Si, comme je l’ai dit, la série est bien un continuum, il existe aussi des surgissements qui en interrompent bruyamment la sérénité. Il s’agit d’événements qui, en puissance, ébranlent le regard et la conscience du spectateur. Ce qui reste, quelle que soit sa nature, est relégué au rôle de décor. « Sans titre 12 », par exemple, donne à voir sur la surface de toile verticale, au premier plan à gauche, une pièce cousue, sensée cacher un trou d’usure. L’événement serait assez banal si cette pièce ne ratait pas sa cible (le trou persiste aux deux tiers), et surtout, s’il n’était pas lui-même troué en son centre. Le détail est irrésistible et le sens de la série tout entière bascule : la répétition de non-événements, qui semblait au premier abord sa caractéristique unique, se trouve à ce moment-là infirmée. Elle requiert de la part du spectateur la recherche de l’incongru, voire du cocasse, c’est-à-dire une attention redoublée au tout, à partir de cette grille particulière. Le rythme lent, strict et répétitif de l’ensemble n’avait pour fonction, au fond, que de supporter l’événement singulier. D’un seul coup, la série entière devient le terrain d’un jeu signifiant et contingent : dans quel contexte une telle pièce de tissu fut-elle si mal cousue ? Pourquoi subsiste-t-il seulement deux triangles en bois et corde ? Sur quels critères les oreillers sont-ils orientés tantôt à gauche, tantôt à droite ? Pourquoi des draps si froissés dans un ordonnancement si rigoureux ? Etc. La lecture des Lits ne peut pas être véritablement close en-dehors de cette démarche scrupuleuse... et aventurière.

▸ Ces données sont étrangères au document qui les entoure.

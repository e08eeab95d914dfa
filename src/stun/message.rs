// Copyright (C) 2020 Matthew Waters <matthew@centricular.com>
//
// Licensed under the Apache License, Version 2.0 <LICENSE-APACHE or
// http://www.apache.org/licenses/LICENSE-2.0> or the MIT license
// <LICENSE-MIT or http://opensource.org/licenses/MIT>, at your
// option. This file may not be copied, modified, or distributed
// except according to those terms.

//! STUN message codec, RFC 5389.
//!
//! Verification failures of MESSAGE-INTEGRITY or FINGERPRINT are
//! reported as [`AgentError::IntegrityCheckFailed`] and
//! [`AgentError::FingerprintMismatch`] respectively.  These are
//! authentication failures, distinct from the parse errors produced for
//! truncated or malformed data, and callers must not retry them as if
//! the packet had been lost.

use std::convert::TryFrom;

use byteorder::{BigEndian, ByteOrder};
use crc::{Crc, CRC_32_ISO_HDLC};

use crate::agent::AgentError;
use crate::stun::attribute::*;

use hmac::{Hmac, Mac};
use sha1::Sha1;

pub const MAGIC_COOKIE: u32 = 0x2112A442;

pub const BINDING: u16 = 0x0001;
// RFC 5766
pub const ALLOCATE: u16 = 0x0003;

const CRC32: Crc<u32> = Crc::<u32>::new(&CRC_32_ISO_HDLC);

#[derive(Debug, Clone, PartialEq, Eq)]
pub struct LongTermCredentials {
    pub username: String,
    pub password: String,
    pub nonce: String,
}

#[derive(Debug, Clone, PartialEq, Eq)]
pub struct ShortTermCredentials {
    pub password: String,
}

#[derive(Debug, Clone, PartialEq, Eq)]
pub enum MessageIntegrityCredentials {
    ShortTerm(ShortTermCredentials),
    LongTerm(LongTermCredentials),
}

impl MessageIntegrityCredentials {
    fn make_hmac_key(&self) -> Vec<u8> {
        match self {
            MessageIntegrityCredentials::ShortTerm(short) => short.password.clone().into(),
            MessageIntegrityCredentials::LongTerm(long) => {
                let data = long.username.clone()
                    + ":"
                    + &long.nonce.clone()
                    + ":"
                    + &long.password.clone();
                data.into()
            }
        }
    }
}

#[derive(Copy, Clone, Debug, PartialEq, Eq)]
pub enum MessageClass {
    Request,
    Indication,
    Success,
    Error,
}

impl MessageClass {
    pub fn is_response(self) -> bool {
        matches!(self, MessageClass::Success | MessageClass::Error)
    }

    fn to_bits(self) -> u16 {
        match self {
            MessageClass::Request => 0x000,
            MessageClass::Indication => 0x010,
            MessageClass::Success => 0x100,
            MessageClass::Error => 0x110,
        }
    }
}

#[derive(Copy, Clone, Debug, PartialEq, Eq)]
pub struct MessageType(u16);

impl std::fmt::Display for MessageType {
    fn fmt(&self, f: &mut std::fmt::Formatter<'_>) -> std::fmt::Result {
        write!(
            f,
            "MessageType(class: {:?}, method: {} ({:#x}))",
            self.class(),
            self.method(),
            self.method()
        )
    }
}
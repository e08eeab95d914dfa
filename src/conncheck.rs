// Copyright (C) 2020 Matthew Waters <matthew@centricular.com>
//
// Licensed under the Apache License, Version 2.0 <LICENSE-APACHE or
// http://www.apache.org/licenses/LICENSE-2.0> or the MIT license
// <LICENSE-MIT or http://opensource.org/licenses/MIT>, at your
// option. This file may not be copied, modified, or distributed
// except according to those terms.

//! Connectivity check scheduling (RFC 8445 Sections 6 and 7).

use std::collections::VecDeque;
use std::net::SocketAddr;
use std::sync::atomic::{AtomicUsize, Ordering};
use std::sync::{Arc, Mutex, Weak};
use std::time::Duration;

use futures::channel::oneshot;
use futures::future::{AbortHandle, Abortable};
use futures::prelude::*;
use futures_timer::Delay;

use crate::candidate::{Candidate, CandidatePair, CandidateType, TransportType};

use crate::agent::AgentError;

use crate::component::{Component, ComponentState, SelectedPair};
use crate::stream::Credentials;
use crate::stun::agent::StunAgent;
use crate::stun::attribute::*;
use crate::stun::message::*;
use crate::tasks::TaskList;
use crate::utils::DropLogger;

#[derive(Debug, Clone, Copy, PartialEq, Eq)]
pub(crate) enum CandidatePairState {
    Waiting,
    InProgress,
    Succeeded,
    Failed,
    Frozen,
}

static CONN_CHECK_COUNT: AtomicUsize = AtomicUsize::new(0);

#[derive(Derivative)]
#[derivative(Debug)]
struct ConnCheck {
    conncheck_id: usize,
    nominate: bool,
    pair: CandidatePair,
    #[derivative(Debug = "ignore")]
    state: Mutex<ConnCheckState>,
    #[derivative(Debug = "ignore")]
    agent: StunAgent,
}

#[derive(Debug)]
struct ConnCheckState {
    state: CandidatePairState,
    abort_handle: Option<AbortHandle>,
}

impl ConnCheck {
    fn new(pair: CandidatePair, agent: StunAgent, nominate: bool) -> Self {
        Self {
            conncheck_id: CONN_CHECK_COUNT.fetch_add(1, Ordering::SeqCst),
            pair,
            state: Mutex::new(ConnCheckState {
                state: CandidatePairState::Frozen,
                abort_handle: None,
            }),
            agent,
            nominate,
        }
    }

    fn state(&self) -> CandidatePairState {
        self.state.lock().unwrap().state
    }

    fn set_state(&self, state: CandidatePairState) {
        let mut inner = self.state.lock().unwrap();
        trace!(
            "conncheck {} state change from {:?} to {:?}",
            self.conncheck_id,
            inner.state,
            state
        );
        if state == CandidatePairState::Succeeded || state == CandidatePairState::Failed {
            let _ = inner.abort_handle.take();
        }
        inner.state = state;
    }

    fn nominate(&self) -> bool {
        self.nominate
    }

    fn cancel(&self) {
        let mut inner = self.state.lock().unwrap();
        let abort_handle = inner.abort_handle.take();
        if let Some(handle) = abort_handle {
            debug!("conncheck {} cancelling", self.conncheck_id);
            handle.abort();
            inner.state = CandidatePairState::Failed;
        }
    }

    async fn connectivity_check(
        conncheck: Arc<ConnCheck>,
        controlling: bool,
        tie_breaker: u64,
        nominate: bool,
    ) -> Result<ConnCheckResponse, AgentError> {
        // generate binding request
        let msg = {
            let mut msg = Message::new_request_method(BINDING);

            msg.add_attribute(Priority::new(conncheck.pair.local.priority).into())?;
            if controlling {
                msg.add_attribute(IceControlling::new(tie_breaker).into())?;
            } else {
                msg.add_attribute(IceControlled::new(tie_breaker).into())?;
            }
            if nominate {
                msg.add_attribute(UseCandidate::new().into())?;
            }
            msg.add_message_integrity(
                &conncheck
                    .agent
                    .local_credentials()
                    .ok_or(AgentError::ResourceNotFound)?,
            )?;
            msg.add_fingerprint()?;
            msg
        };

        let to = conncheck.pair.remote.address;
        let (response, orig_data, from) =
            match conncheck.agent.stun_request_transaction(&msg, to).await {
                Err(e) => {
                    warn!("connectivity check produced error: {:?}", e);
                    return Ok(ConnCheckResponse::Failure(conncheck));
                }
                Ok(v) => v,
            };
        trace!("have response: {}", response);
        response.validate_integrity(
            &orig_data,
            &conncheck
                .agent
                .remote_credentials()
                .ok_or(AgentError::ResourceNotFound)?,
        )?;

        if !response.is_response() {
            return Ok(ConnCheckResponse::Failure(conncheck));
        }

        if response.has_class(MessageClass::Error) {
            warn!("error response {}", response);
            if let Some(err) = response
                .get_attribute(ERROR_CODE)
                .and_then(|raw| ErrorCode::try_from(raw).ok())
            {
                if err.code() == ROLE_CONFLICT {
                    info!("role conflict received {}", response);
                    return Ok(ConnCheckResponse::RoleConflict(conncheck, !controlling));
                }
            }
            return Ok(ConnCheckResponse::Failure(conncheck));
        }

        // if response success:
        // if mismatched address -> fail
        if from != to {
            warn!(
                "response came from different ip {:?} than candidate {:?}",
                from, to
            );
            return Ok(ConnCheckResponse::Failure(conncheck));
        }

        if let Some(xor) = response
            .get_attribute(XOR_MAPPED_ADDRESS)
            .and_then(|raw| XorMappedAddress::try_from(raw).ok())
        {
            let xor_addr = xor.addr(response.transaction_id());
            return Ok(ConnCheckResponse::Success(conncheck, xor_addr));
        }

        Ok(ConnCheckResponse::Failure(conncheck))
    }
}
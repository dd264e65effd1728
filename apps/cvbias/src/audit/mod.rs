//! Semantic audit: dimension policies, the deterministic comparator, the judge seam,
//! the engine that wraps it, and the commands built on the engine.

pub mod baseline;
pub mod compare;
pub mod engine;
pub mod form;
pub mod judge;
pub mod policy;
pub mod prompts;
pub mod runner;

pub use baseline::{run_baseline, DEFAULT_SAMPLE_PER_CATEGORY};
pub use form::run_form_audit;
pub use runner::audit_run;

Elle nous est d’ailleurs un enseignement : c’est dans sa répétition que le monde nous est livré dans sa pleine extension et qu’il nous rend heureux. Autrement dit, par la répétition notre présence aux choses prend enfin son sens vrai.
—
Cendres
Avec Cendres et ses six photographies, un autre mécanisme est à l’œuvre. Là encore la beauté domine la série et offre au regard une sorte de préalable. Mais elle n’en livre pas le sens. Celui-ci n’est accessible qu’à partir d’un texte qui domine l’agencement général et qui tire chacune des unités hors d’elles-mêmes. Ce texte, c’est la clef de l’œuvre, ainsi que son titre, Cendres. S’y arrêtant, le spectateur soudain devenu lecteur est assailli par toutes sortes de connotations d’abord liées à un « ça a été » - la photographie elle-même, bien sûr, mais aussi la condition humaine. Si l’on considère la série tout entière, les cendres apparaissent moins comme un état de fait que comme la connivence de deux temps distincts. Celle-ci est suggérée par un fragment de texte dont la matérialité surgit presque au milieu (Sans titre #4). Discret et pourtant bien visible, ce texte confère au tout, lui-même divers, une forme définitivement éclectique. Il lui ouvre en même temps des horizons insoupçonnés. Voici ce texte, extrait d’une pièce radiophonique de Samuel Beckett intitulée Cendres.
Il existe donc un accident majeur, cette ligne de texte horizontale qui traverse de part en part la photographie intitulée « Sans titre n°4 ». La signification générale en est évidemment affectée, elle apparaît au creux de connivences obligées entre les mots de Beckett et les images d’Yveline Loiseur. Le spectateur est fortement convié à interpréter celles-ci à partir d’autres images, qui sourdent, elles, du texte et s’enchaînent selon un rythme et des logiques rhétoriques. Solitude, mémoire, étrangeté, altérité, etc. se répandent comme une lave à partir de ce curieux surplomb, mêlant couche après couche leur sens à celui des photographies, comme pour en garantir l’homogénéité. Elles nous désignent un certain nombre d’autres territoires imaginaires. Après-coup, se reportant à l’édition de 1959, les spectateurs les plus curieux trouveront un écho élargi au « n’importe qui » (un être aimé, aveugle et à moitié fou, irremplaçable) dans les images mêmes. La perte, voilà le signifiant maître ! Les Lits, au fond, ne nous disaient pas autre chose, mais silencieusement ; et toute photographie aussi, bien sûr - toujours ce « ça a été ». Tout cela, la série ne le livre pas d’emblée, parce que le regard se diffracte dans un désordre de figures et de paysages, une alternance de rectangles et de carrés, une profusion d’énigmes spatiales et lumineuses. Il y a aussi des cendres, bien réelles celles-là, qu’on peut observer au tout début et à la fin de la série (Sans titre #1 et Sans titre #6). Elles dominent les étendues de grève sombres, au premier plan, et sont les actualisations les plus distinctes du mot.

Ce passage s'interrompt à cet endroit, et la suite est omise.